Tuesday, December 2, 2008

A Look at reStructuredText

Several comments on this blog referred me to reStructuredText (reST) as a markup alternative to LaTeX and DocBook. reST is part of the Docutils project, which, probably because I am not a Python programmer, I had not heard of.

I've now spent a little time reading about reST, examing some of its output, looking at some document source files, writing and processing some trivial examples, and posting questions to the Docutils mailing list. On a scale of knowledgability about reST that runs from 1 to 100, that puts me at about 1.1. Still, I've come to a few conclusions:
  • For common things like numbered or bulleted lists, reST markup is less verbose (hence less intrusive) than LaTeX's.
  • For inline style-based markup, they seem to be about the same. reST's :foo:`Text` is LaTeX's {\foo Text}.
  • The LaTeX user community seems to be larger than reST's, and while there are several books on LaTeX, there don't seem to be any dedicated to reST or Docutils.
  • reST documents are typically viewed as HTML, LaTeX documents as PDF. This is noteworthy, because I currently expect PDF generation to be more important for Fastware! than HTML generation.
  • reST more rigorously separates content from presentation.
This last point may be the most interesting.
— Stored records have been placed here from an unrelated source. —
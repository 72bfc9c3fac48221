use std::fs;
use std::io;
use std::path::{Path, PathBuf};

use tracing::warn;

use crate::store::{join_path, normalize_path, FileStore, StoreEntry, StoreError};

/// Store over a directory on local disk.
///
/// Virtual paths are resolved strictly under the root; a path that would
/// escape the root does not resolve to anything.
pub struct PhysicalFileStore {
    root: PathBuf,
}

impl PhysicalFileStore {
    /// Open a store rooted at `root`. The directory must already exist.
    pub fn open(root: impl Into<PathBuf>) -> Result<Self, StoreError> {
        let root = root.into();
        let meta = fs::metadata(&root)
            .map_err(|e| map_not_found(e, &root.display().to_string()))?;
        if !meta.is_dir() {
            return Err(StoreError::NotAContainer(root.display().to_string()));
        }
        Ok(Self { root })
    }

    pub fn root(&self) -> &Path {
        &self.root
    }

    fn resolve(&self, path: &str) -> Result<(String, PathBuf), StoreError> {
        let virtual_path =
            normalize_path(path).ok_or_else(|| StoreError::NotFound(path.to_string()))?;
        let mut disk = self.root.clone();
        for segment in virtual_path.split('/').filter(|s| !s.is_empty()) {
            disk.push(segment);
        }
        Ok((virtual_path, disk))
    }

    fn to_entry(virtual_path: &str, meta: &fs::Metadata) -> StoreEntry {
        let name = virtual_path
            .rsplit('/')
            .next()
            .unwrap_or(virtual_path)
            .to_string();
        StoreEntry {
            name,
            path: virtual_path.to_string(),
            is_container: meta.is_dir(),
        }
    }
}

impl FileStore for PhysicalFileStore {
    fn exists(&self, path: &str) -> bool {
        match self.resolve(path) {
            Ok((_, disk)) => disk.exists(),
            Err(_) => false,
        }
    }

    fn entry(&self, path: &str) -> Result<Option<StoreEntry>, StoreError> {
        let (virtual_path, disk) = match self.resolve(path) {
            Ok(resolved) => resolved,
            Err(StoreError::NotFound(_)) => return Ok(None),
            Err(e) => return Err(e),
        };
        match fs::metadata(&disk) {
            Ok(meta) => Ok(Some(Self::to_entry(&virtual_path, &meta))),
            Err(e) if e.kind() == io::ErrorKind::NotFound => Ok(None),
            Err(e) => Err(StoreError::Io(e)),
        }
    }

    fn list_children(&self, path: &str) -> Result<Vec<StoreEntry>, StoreError> {
        let (virtual_path, disk) = self.resolve(path)?;
        let meta = fs::metadata(&disk).map_err(|e| map_not_found(e, &virtual_path))?;
        if !meta.is_dir() {
            return Err(StoreError::NotAContainer(virtual_path));
        }

        let mut result = Vec::new();
        for entry in fs::read_dir(&disk)? {
            let entry = match entry {
                Ok(e) => e,
                Err(e) => {
                    warn!("skipping dir entry under {:?}: {}", virtual_path, e);
                    continue;
                }
            };
            let file_type = match entry.file_type() {
                Ok(t) => t,
                Err(e) => {
                    warn!("skipping {}: {}", entry.path().display(), e);
                    continue;
                }
            };
            let name = entry.file_name().to_string_lossy().to_string();
            result.push(StoreEntry {
                path: join_path(&virtual_path, &name),
                name,
                is_container: file_type.is_dir(),
            });
        }
        Ok(result)
    }

    fn has_children(&self, path: &str) -> Result<bool, StoreError> {
        let (virtual_path, disk) = self.resolve(path)?;
        let meta = fs::metadata(&disk).map_err(|e| map_not_found(e, &virtual_path))?;
        if !meta.is_dir() {
            return Ok(false);
        }
        // Reading a single entry is enough to answer.
        Ok(fs::read_dir(&disk)?.next().is_some())
    }
}

fn map_not_found(e: io::Error, path: &str) -> StoreError {
    if e.kind() == io::ErrorKind::NotFound {
        StoreError::NotFound(path.to_string())
    } else {
        StoreError::Io(e)
    }
}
As part of my kicking of reST's tires, I looked at some documents I'd written using LaTeX, trying to figure out how I'd be able to achieve the same effect in reST. I generally had little trouble, but then I noticed a table I'd included in an IEEE Software paper from long ago:

Each entry here is centered both horizontally and vertically, and it occurred to me that I'd never noticed such layout in tables generated from reST. I started googling around for centering support in reST, and, thanks to help from the Docutils mailing list, I eventually came to understand that there is no notion of "centering" in reST. Whether something is centered isn't content, it's presentation, and presentation decisions are made downstream from reST, e.g., by CSS style sheets for presentation via HTML.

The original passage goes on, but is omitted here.